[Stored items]

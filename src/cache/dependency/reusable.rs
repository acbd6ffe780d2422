//! Reusable Dependency Data
//!
//! Fingerprints memoized for one unit of work (one request, one job).

use std::collections::HashMap;

use parking_lot::Mutex;
use serde_json::Value;

// == Reusable Data ==
/// Memo of fingerprints keyed by dependency identity hash.
///
/// Owners must call [`ReusableData::reset`] at each unit-of-work boundary.
/// Concurrent writers for one hash are last-writer-wins.
#[derive(Debug, Default)]
pub struct ReusableData {
    entries: Mutex<HashMap<String, Value>>,
}

impl ReusableData {
    pub fn new() -> Self {
        Self::default()
    }

    pub fn get(&self, hash: &str) -> Option<Value> {
        self.entries.lock().get(hash).cloned()
    }

    pub fn store(&self, hash: String, data: Value) {
        self.entries.lock().insert(hash, data);
    }

    /// Forgets every memoized fingerprint.
    pub fn reset(&self) {
        self.entries.lock().clear();
    }

    pub fn len(&self) -> usize {
        self.entries.lock().len()
    }

    pub fn is_empty(&self) -> bool {
        self.entries.lock().is_empty()
    }
}
//! Metadata Index Module
//!
//! In-process table of freshness records keyed by canonical key.

use std::collections::HashMap;
use std::sync::Arc;

use parking_lot::RwLock;

use crate::cache::{CacheItemMetadata, Dependency};

// == Cache Metadata Index ==
/// Maps canonical keys to their freshness records.
///
/// This is advisory state. A key with no record is not an error: it was
/// written before this process started or through another cache instance,
/// and the backend's own TTL decides.
#[derive(Debug, Default)]
pub struct CacheMetadataIndex {
    items: RwLock<HashMap<String, CacheItemMetadata>>,
}

impl CacheMetadataIndex {
    pub fn new() -> Self {
        Self::default()
    }

    // == Lookup ==
    /// Returns a snapshot of the record for `key`.
    pub fn get(&self, key: &str) -> Option<CacheItemMetadata> {
        self.items.read().get(key).cloned()
    }

    pub fn contains(&self, key: &str) -> bool {
        self.items.read().contains_key(key)
    }

    // == Write ==
    /// Records a successful write, updating an existing record in place.
    pub fn record(&self, key: &str, expiry: Option<u64>, dependency: Option<Arc<Dependency>>) {
        let mut items = self.items.write();
        match items.get_mut(key) {
            Some(item) => item.update(expiry, dependency),
            None => {
                items.insert(
                    key.to_string(),
                    CacheItemMetadata::new(key, expiry, dependency),
                );
            }
        }
    }

    /// Inserts a prepared record, replacing any previous one.
    pub fn insert(&self, item: CacheItemMetadata) {
        self.items.write().insert(item.key().to_string(), item);
    }

    // == Remove ==
    pub fn remove(&self, key: &str) -> bool {
        self.items.write().remove(key).is_some()
    }

    pub fn remove_many<'a, I>(&self, keys: I)
    where
        I: IntoIterator<Item = &'a str>,
    {
        let mut items = self.items.write();
        for key in keys {
            items.remove(key);
        }
    }

    /// Removes the record for `key` when `gone` confirms the backend lost it.
    ///
    /// `gone` runs under the write lock.
    pub fn remove_if_gone<F>(&self, key: &str, gone: F) -> bool
    where
        F: FnOnce() -> bool,
    {
        let mut items = self.items.write();
        if items.contains_key(key) && gone() {
            items.remove(key);
            return true;
        }
        false
    }

    pub fn clear(&self) {
        self.items.write().clear();
    }

    // == Prune ==
    /// Drops records whose absolute expiry has passed. Returns how many.
    pub fn prune_expired(&self, now_ms: u64) -> usize {
        let mut items = self.items.write();
        let before = items.len();
        items.retain(|_, item| !item.is_hard_expired(now_ms));
        before - items.len()
    }

    /// Keeps only records whose key satisfies `keep`. Returns how many were dropped.
    pub fn retain_keys<F>(&self, mut keep: F) -> usize
    where
        F: FnMut(&str) -> bool,
    {
        let mut items = self.items.write();
        let before = items.len();
        items.retain(|key, _| keep(key));
        before - items.len()
    }

    // == Length ==
    pub fn len(&self) -> usize {
        self.items.read().len()
    }

    pub fn is_empty(&self) -> bool {
        self.items.read().is_empty()
    }
}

Instructions to follow: All entries given above should be transcribed exactly, with none omitted.

Response:
filename src/cache/dependency/reusable.rs
repository acbd6ffe780d2422
//! Reusable Dependency Data
//!
//! Fingerprints memoized for one unit of work (one request, one job).

use std::collections::HashMap;

use parking_lot::Mutex;
use serde_json::Value;

// == Reusable Data ==
/// Memo of fingerprints keyed by dependency identity hash.
///
/// Owners must call [`ReusableData::reset`] at each unit-of-work boundary.
/// Concurrent writers for one hash are last-writer-wins.
#[derive(Debug, Default)]
pub struct ReusableData {
    entries: Mutex<HashMap<String, Value>>,
}

impl ReusableData {
    pub fn new() -> Self {
        Self::default()
    }

    pub fn get(&self, hash: &str) -> Option<Value> {
        self.entries.lock().get(hash).cloned()
    }

    pub fn store(&self, hash: String, data: Value) {
        self.entries.lock().insert(hash, data);
    }

    /// Forgets every memoized fingerprint.
    pub fn reset(&self) {
        self.entries.lock().clear();
    }

    pub fn len(&self) -> usize {
        self.entries.lock().len()
    }

    pub fn is_empty(&self) -> bool {
        self.entries.lock().is_empty()
    }
}
//! Metadata Index Module
//!
//! In-process table of freshness records keyed by canonical key.

use std::collections::HashMap;
use std::sync::Arc;

use parking_lot::RwLock;

use crate::cache::{CacheItemMetadata, Dependency};

// == Cache Metadata Index ==
/// Maps canonical keys to their freshness records.
///
/// This is advisory state. A key with no record is not an error: it was
/// written before this process started or through another cache instance,
/// and the backend's own TTL decides.
#[derive(Debug, Default)]
pub struct CacheMetadataIndex {
    items: RwLock<HashMap<String, CacheItemMetadata>>,
}

impl CacheMetadataIndex {
    pub fn new() -> Self {
        Self::default()
    }

    // == Lookup ==
    /// Returns a snapshot of the record for `key`.
    pub fn get(&self, key: &str) -> Option<CacheItemMetadata> {
        self.items.read().get(key).cloned()
    }

    pub fn contains(&self, key: &str) -> bool {
        self.items.read().contains_key(key)
    }

    // == Write ==
    /// Records a successful write, updating an existing record in place.
    pub fn record(&self, key: &str, expiry: Option<u64>, dependency: Option<Arc<Dependency>>) {
        let mut items = self.items.write();
        match items.get_mut(key) {
            Some(item) => item.update(expiry, dependency),
            None => {
                items.insert(
                    key.to_string(),
                    CacheItemMetadata::new(key, expiry, dependency),
                );
            }
        }
    }

    /// Inserts a prepared record, replacing any previous one.
    pub fn insert(&self, item: CacheItemMetadata) {
        self.items.write().insert(item.key().to_string(), item);
    }

    // == Remove ==
    pub fn remove(&self, key: &str) -> bool {
        self.items.write().remove(key).is_some()
    }

    pub fn remove_many<'a, I>(&self, keys: I)
    where
        I: IntoIterator<Item = &'a str>,
    {
        let mut items = self.items.write();
        for key in keys {
            items.remove(key);
        }
    }

    /// Removes the record for `key` when `gone` confirms the backend lost it.
    ///
    /// `gone` runs under the write lock.
    pub fn remove_if_gone<F>(&self, key: &str, gone: F) -> bool
    where
        F: FnOnce() -> bool,
    {
        let mut items = self.items.write();
        if items.contains_key(key) && gone() {
            items.remove(key);
            return true;
        }
        false
    }

    pub fn clear(&self) {
        self.items.write().clear();
    }

    // == Prune ==
    /// Drops records whose absolute expiry has passed. Returns how many.
    pub fn prune_expired(&self, now_ms: u64) -> usize {
        let mut items = self.items.write();
        let before = items.len();
        items.retain(|_, item| !item.is_hard_expired(now_ms));
        before - items.len()
    }

    /// Keeps only records whose key satisfies `keep`. Returns how many were dropped.
    pub fn retain_keys<F>(&self, mut keep: F) -> usize
    where
        F: FnMut(&str) -> bool,
    {
        let mut items = self.items.write();
        let before = items.len();
        items.retain(|key, _| keep(key));
        before - items.len()
    }

    // == Length ==
    pub fn len(&self) -> usize {
        self.items.read().len()
    }

    pub fn is_empty(&self) -> bool {
        self.items.read().is_empty()
    }
}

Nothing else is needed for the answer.